| What to do |
Starting at the line that contains "its own async" and ending at the line that contains "pub struct SessionService", the lines below are to be given again exactly, with nothing added.

Supplied records below:

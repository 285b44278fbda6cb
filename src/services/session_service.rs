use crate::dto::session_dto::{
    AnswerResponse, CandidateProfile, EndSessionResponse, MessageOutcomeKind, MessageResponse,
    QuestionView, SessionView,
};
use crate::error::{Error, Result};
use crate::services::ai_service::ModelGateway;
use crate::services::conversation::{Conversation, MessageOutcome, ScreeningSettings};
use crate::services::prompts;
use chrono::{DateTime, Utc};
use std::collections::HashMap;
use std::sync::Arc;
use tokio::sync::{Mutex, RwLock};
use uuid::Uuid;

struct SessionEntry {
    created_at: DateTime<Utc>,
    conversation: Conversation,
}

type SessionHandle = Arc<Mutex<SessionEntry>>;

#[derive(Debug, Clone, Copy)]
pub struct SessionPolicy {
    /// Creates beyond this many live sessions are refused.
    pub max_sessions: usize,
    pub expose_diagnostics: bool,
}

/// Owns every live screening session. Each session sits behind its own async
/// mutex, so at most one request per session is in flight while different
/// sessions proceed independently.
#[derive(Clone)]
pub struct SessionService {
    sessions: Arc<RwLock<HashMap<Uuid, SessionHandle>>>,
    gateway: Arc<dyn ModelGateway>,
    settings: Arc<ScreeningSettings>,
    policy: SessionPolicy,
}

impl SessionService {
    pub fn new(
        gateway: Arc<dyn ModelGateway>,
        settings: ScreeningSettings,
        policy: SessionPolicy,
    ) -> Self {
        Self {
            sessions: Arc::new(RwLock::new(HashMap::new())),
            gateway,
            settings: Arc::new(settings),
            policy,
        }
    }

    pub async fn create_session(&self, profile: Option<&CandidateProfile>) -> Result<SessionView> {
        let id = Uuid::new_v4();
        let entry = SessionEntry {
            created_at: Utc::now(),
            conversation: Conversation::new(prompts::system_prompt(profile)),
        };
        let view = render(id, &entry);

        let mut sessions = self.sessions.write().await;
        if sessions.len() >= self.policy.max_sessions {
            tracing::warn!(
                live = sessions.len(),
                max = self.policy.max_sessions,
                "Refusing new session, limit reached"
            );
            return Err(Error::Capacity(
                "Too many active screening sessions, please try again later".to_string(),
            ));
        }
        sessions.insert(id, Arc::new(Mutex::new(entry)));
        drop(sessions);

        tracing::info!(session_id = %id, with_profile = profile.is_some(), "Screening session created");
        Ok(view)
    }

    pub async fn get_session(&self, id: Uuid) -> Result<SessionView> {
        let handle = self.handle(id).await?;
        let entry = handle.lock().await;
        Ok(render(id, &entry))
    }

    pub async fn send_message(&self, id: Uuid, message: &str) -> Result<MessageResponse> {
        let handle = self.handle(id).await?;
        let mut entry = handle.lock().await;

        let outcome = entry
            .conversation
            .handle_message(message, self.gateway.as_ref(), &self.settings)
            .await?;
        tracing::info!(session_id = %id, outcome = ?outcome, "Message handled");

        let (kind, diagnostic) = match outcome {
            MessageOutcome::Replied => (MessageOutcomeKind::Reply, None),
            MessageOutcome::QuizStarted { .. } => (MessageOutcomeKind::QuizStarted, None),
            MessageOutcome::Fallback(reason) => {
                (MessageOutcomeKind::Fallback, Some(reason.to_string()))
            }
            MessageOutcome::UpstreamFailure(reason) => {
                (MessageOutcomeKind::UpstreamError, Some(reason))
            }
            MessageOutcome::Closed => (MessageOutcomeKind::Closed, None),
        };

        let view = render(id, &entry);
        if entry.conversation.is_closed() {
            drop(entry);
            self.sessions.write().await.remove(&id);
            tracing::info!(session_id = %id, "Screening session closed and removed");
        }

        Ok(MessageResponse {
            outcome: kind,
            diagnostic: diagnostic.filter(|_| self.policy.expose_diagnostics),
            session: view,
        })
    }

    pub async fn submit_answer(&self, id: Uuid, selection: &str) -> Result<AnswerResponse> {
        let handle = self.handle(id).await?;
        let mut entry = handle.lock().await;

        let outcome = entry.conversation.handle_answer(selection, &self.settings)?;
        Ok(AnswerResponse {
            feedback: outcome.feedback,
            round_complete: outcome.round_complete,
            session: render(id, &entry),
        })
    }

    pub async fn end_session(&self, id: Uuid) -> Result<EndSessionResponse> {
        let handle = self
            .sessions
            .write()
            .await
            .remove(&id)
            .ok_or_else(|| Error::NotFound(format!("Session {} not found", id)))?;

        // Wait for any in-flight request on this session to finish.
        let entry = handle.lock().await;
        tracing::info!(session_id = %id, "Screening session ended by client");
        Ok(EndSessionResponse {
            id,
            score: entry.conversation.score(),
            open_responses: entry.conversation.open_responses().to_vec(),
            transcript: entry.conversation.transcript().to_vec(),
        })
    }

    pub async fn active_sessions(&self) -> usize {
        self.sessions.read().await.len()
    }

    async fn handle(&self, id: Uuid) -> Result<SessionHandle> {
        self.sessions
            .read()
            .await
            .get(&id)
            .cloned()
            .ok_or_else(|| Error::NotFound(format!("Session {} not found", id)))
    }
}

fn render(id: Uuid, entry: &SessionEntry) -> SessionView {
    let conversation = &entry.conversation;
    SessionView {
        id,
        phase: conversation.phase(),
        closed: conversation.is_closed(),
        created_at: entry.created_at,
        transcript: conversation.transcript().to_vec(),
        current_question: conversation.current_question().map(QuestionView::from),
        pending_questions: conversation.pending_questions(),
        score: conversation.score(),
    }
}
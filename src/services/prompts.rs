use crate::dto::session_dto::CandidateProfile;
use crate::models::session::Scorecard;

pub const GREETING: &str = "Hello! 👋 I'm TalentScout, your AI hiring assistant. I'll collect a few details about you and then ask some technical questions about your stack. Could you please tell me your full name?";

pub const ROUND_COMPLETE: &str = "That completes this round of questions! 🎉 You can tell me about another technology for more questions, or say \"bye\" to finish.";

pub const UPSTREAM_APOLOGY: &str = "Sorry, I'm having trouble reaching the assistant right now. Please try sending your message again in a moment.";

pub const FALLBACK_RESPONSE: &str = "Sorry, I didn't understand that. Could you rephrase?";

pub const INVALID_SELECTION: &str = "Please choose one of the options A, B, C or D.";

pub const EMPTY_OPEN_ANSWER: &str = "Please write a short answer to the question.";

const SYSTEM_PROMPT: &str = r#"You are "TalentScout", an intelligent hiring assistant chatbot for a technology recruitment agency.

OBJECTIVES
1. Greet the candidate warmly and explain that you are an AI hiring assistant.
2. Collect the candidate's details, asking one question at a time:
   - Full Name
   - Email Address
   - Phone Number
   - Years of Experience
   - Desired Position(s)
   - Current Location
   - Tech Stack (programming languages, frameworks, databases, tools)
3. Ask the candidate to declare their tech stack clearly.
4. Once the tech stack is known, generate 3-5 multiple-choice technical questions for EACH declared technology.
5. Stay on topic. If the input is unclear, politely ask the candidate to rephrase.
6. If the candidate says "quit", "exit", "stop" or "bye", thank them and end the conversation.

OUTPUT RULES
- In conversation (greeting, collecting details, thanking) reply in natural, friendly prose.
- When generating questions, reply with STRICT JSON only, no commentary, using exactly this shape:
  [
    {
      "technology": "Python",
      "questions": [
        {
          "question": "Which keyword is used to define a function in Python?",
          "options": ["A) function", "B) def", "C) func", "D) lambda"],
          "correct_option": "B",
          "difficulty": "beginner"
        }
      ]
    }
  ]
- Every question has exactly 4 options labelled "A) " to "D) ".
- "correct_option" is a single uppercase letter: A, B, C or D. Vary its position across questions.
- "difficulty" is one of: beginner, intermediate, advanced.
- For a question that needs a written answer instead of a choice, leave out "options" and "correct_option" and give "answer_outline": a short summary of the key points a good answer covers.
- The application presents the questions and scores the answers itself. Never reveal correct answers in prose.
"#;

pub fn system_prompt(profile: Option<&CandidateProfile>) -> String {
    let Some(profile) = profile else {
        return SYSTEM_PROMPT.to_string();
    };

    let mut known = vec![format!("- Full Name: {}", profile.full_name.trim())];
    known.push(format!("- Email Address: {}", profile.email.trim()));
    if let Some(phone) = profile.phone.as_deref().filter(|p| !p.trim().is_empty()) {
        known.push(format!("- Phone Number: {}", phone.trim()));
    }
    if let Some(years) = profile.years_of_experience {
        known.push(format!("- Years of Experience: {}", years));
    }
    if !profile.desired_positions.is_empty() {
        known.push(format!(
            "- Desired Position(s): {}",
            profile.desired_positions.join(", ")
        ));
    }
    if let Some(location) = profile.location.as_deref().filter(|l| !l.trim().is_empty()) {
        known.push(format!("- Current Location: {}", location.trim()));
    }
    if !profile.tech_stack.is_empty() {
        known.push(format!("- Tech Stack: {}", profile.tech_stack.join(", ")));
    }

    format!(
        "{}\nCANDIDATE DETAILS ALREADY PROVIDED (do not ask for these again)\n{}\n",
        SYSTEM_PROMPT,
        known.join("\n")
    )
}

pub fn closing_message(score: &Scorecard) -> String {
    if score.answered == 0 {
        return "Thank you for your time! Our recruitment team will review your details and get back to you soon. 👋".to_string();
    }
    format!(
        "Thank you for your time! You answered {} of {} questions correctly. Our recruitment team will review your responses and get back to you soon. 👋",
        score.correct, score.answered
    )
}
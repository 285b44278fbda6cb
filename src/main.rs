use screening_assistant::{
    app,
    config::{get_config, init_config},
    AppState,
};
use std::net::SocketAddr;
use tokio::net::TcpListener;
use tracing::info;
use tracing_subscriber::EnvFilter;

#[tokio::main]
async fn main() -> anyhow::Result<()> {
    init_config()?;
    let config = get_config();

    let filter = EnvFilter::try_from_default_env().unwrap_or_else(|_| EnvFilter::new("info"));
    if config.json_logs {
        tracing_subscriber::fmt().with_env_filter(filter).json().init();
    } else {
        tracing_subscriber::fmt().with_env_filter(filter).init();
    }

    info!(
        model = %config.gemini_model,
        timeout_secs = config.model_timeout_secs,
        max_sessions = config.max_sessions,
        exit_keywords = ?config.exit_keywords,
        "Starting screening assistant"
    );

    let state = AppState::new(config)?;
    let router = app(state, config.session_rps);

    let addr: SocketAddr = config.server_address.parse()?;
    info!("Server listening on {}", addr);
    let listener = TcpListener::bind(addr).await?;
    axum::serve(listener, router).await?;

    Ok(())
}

End of Supplied records.

| Response to the task |
/// Owns every live screening session. Each session sits behind its own async
/// mutex, so at most one request per session is in flight while different
/// sessions proceed independently.
#[derive(Clone)]
pub struct SessionService {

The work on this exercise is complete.